## WORK TO COMPLETE:
In the entries below, how many lines contain the word "impl"? State the number and nothing more.

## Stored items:
○ ○ ○ ○

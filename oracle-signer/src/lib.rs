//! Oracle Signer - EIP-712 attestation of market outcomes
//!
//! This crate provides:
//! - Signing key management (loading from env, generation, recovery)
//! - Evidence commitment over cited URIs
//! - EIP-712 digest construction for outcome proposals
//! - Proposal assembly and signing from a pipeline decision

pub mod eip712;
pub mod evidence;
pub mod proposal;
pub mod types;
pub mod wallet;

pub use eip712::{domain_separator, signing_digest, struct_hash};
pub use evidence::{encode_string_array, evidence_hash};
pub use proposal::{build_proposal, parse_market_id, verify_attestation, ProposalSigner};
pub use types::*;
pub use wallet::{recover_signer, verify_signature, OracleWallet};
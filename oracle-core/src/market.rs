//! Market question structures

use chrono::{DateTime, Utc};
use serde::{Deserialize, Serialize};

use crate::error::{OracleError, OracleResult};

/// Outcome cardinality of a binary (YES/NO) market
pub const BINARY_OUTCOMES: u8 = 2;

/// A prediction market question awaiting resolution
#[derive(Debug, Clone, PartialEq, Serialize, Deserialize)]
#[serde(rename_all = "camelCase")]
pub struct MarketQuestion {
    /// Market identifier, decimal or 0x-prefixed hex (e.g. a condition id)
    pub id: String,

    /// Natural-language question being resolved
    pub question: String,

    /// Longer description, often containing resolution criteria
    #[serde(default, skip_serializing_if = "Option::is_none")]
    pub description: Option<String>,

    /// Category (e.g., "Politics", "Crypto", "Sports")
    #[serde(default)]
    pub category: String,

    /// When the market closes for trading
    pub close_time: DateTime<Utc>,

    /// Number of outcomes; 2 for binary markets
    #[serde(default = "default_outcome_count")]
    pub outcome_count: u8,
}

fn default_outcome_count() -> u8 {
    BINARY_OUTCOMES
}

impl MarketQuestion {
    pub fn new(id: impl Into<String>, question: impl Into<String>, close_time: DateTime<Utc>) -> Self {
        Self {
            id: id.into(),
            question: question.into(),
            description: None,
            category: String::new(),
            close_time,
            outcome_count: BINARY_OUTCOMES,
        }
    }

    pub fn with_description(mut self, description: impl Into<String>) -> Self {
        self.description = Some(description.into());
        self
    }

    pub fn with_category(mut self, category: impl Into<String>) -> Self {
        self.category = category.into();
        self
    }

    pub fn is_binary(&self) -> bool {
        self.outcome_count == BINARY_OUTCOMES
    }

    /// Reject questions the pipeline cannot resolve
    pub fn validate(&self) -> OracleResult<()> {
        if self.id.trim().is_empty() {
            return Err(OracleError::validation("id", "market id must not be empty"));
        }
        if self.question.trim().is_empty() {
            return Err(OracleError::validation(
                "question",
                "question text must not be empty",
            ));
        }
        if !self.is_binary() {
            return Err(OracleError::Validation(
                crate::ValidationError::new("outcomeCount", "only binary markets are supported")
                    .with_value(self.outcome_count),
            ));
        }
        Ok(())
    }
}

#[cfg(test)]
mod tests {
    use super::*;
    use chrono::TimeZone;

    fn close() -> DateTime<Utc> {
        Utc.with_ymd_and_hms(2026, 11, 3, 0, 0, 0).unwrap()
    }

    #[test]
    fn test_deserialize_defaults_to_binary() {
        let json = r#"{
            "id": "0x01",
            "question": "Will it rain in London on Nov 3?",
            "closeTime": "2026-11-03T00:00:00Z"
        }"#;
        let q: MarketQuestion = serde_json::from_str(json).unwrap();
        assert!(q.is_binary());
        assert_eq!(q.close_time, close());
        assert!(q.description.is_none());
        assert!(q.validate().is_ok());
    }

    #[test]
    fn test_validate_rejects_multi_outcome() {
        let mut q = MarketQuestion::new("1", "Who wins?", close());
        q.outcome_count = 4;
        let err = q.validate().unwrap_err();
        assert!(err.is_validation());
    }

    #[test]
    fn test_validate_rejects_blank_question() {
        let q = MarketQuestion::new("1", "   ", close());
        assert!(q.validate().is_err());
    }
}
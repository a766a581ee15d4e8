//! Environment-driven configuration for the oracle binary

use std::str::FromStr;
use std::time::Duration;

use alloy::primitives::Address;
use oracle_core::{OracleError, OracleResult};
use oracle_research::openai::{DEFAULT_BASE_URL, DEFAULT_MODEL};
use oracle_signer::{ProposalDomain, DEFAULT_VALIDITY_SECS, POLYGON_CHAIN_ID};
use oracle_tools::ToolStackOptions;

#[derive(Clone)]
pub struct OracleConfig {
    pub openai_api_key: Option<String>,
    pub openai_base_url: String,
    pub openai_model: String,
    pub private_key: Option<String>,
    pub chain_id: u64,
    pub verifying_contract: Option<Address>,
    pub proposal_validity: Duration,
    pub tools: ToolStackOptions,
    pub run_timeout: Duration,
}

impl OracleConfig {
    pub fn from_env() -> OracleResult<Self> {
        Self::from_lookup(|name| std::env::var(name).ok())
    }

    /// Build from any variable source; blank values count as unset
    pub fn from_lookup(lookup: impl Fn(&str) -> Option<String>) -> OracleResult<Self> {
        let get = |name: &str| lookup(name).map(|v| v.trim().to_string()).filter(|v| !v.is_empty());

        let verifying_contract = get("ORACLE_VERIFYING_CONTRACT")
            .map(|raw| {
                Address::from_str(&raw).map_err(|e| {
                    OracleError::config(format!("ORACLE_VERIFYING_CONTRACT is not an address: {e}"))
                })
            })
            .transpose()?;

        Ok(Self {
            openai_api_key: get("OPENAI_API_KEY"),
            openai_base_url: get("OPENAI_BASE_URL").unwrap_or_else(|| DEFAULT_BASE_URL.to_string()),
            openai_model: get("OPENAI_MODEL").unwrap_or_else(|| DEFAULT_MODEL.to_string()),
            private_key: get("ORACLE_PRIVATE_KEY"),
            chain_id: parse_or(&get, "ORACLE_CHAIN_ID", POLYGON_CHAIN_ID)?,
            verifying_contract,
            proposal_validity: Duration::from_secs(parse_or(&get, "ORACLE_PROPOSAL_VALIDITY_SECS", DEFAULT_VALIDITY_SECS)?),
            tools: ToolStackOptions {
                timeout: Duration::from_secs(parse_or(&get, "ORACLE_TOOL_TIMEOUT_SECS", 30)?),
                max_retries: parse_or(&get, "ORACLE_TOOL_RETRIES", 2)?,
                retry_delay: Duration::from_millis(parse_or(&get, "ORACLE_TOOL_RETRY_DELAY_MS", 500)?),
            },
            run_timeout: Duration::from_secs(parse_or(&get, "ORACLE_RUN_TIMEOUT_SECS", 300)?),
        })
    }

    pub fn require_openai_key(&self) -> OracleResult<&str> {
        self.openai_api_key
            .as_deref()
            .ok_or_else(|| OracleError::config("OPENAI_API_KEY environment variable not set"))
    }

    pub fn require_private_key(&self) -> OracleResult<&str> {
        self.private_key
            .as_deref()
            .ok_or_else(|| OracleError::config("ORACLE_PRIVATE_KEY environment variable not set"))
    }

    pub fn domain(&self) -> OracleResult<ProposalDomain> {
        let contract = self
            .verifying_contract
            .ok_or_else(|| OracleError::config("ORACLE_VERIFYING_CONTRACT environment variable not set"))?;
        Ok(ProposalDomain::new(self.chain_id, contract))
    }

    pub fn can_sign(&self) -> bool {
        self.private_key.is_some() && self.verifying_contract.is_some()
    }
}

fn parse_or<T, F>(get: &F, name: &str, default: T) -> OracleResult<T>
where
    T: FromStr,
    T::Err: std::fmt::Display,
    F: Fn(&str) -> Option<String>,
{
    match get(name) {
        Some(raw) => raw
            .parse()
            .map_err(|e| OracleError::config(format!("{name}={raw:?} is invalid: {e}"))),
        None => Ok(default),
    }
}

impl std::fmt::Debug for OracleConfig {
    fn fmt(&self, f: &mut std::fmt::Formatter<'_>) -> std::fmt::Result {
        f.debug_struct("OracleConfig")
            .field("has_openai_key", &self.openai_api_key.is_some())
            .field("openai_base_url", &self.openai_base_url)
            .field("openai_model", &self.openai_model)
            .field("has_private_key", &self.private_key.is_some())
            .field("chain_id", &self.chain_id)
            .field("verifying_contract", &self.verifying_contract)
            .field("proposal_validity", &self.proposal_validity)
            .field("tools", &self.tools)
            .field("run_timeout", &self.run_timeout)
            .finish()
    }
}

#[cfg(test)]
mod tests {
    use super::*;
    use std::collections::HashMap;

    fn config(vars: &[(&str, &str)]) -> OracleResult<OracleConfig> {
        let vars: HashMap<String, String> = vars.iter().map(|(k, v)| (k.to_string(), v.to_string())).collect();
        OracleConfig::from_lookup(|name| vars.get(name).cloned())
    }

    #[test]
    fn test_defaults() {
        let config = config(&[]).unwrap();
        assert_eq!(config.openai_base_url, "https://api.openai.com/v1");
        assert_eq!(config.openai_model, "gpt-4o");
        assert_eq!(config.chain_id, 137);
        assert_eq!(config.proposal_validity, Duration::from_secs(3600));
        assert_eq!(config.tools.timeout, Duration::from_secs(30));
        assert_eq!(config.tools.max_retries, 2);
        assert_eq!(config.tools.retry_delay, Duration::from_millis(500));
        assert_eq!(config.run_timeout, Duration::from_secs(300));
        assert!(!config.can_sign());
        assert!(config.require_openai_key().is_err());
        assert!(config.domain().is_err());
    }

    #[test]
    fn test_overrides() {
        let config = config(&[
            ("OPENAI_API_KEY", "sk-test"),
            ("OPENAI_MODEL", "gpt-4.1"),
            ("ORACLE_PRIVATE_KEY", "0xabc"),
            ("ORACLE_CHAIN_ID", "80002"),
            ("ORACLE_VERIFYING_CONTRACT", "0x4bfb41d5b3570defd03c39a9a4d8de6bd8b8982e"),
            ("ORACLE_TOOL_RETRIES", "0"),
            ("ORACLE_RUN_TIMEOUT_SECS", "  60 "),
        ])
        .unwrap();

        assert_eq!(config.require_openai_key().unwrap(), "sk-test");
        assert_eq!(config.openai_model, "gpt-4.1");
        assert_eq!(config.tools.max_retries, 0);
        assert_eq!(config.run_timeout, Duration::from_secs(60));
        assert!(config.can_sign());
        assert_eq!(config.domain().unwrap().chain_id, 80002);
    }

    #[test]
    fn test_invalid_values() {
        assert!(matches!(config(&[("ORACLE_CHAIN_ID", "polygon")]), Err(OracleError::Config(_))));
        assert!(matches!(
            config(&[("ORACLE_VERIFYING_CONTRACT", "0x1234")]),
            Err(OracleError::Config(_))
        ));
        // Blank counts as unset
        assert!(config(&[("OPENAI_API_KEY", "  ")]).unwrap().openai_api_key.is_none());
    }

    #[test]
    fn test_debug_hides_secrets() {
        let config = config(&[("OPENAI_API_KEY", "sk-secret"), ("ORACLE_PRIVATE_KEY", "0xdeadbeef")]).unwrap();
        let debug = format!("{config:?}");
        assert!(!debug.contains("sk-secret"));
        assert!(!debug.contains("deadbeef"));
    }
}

○ ○ ○ ○

## TASK RESPONSE:
7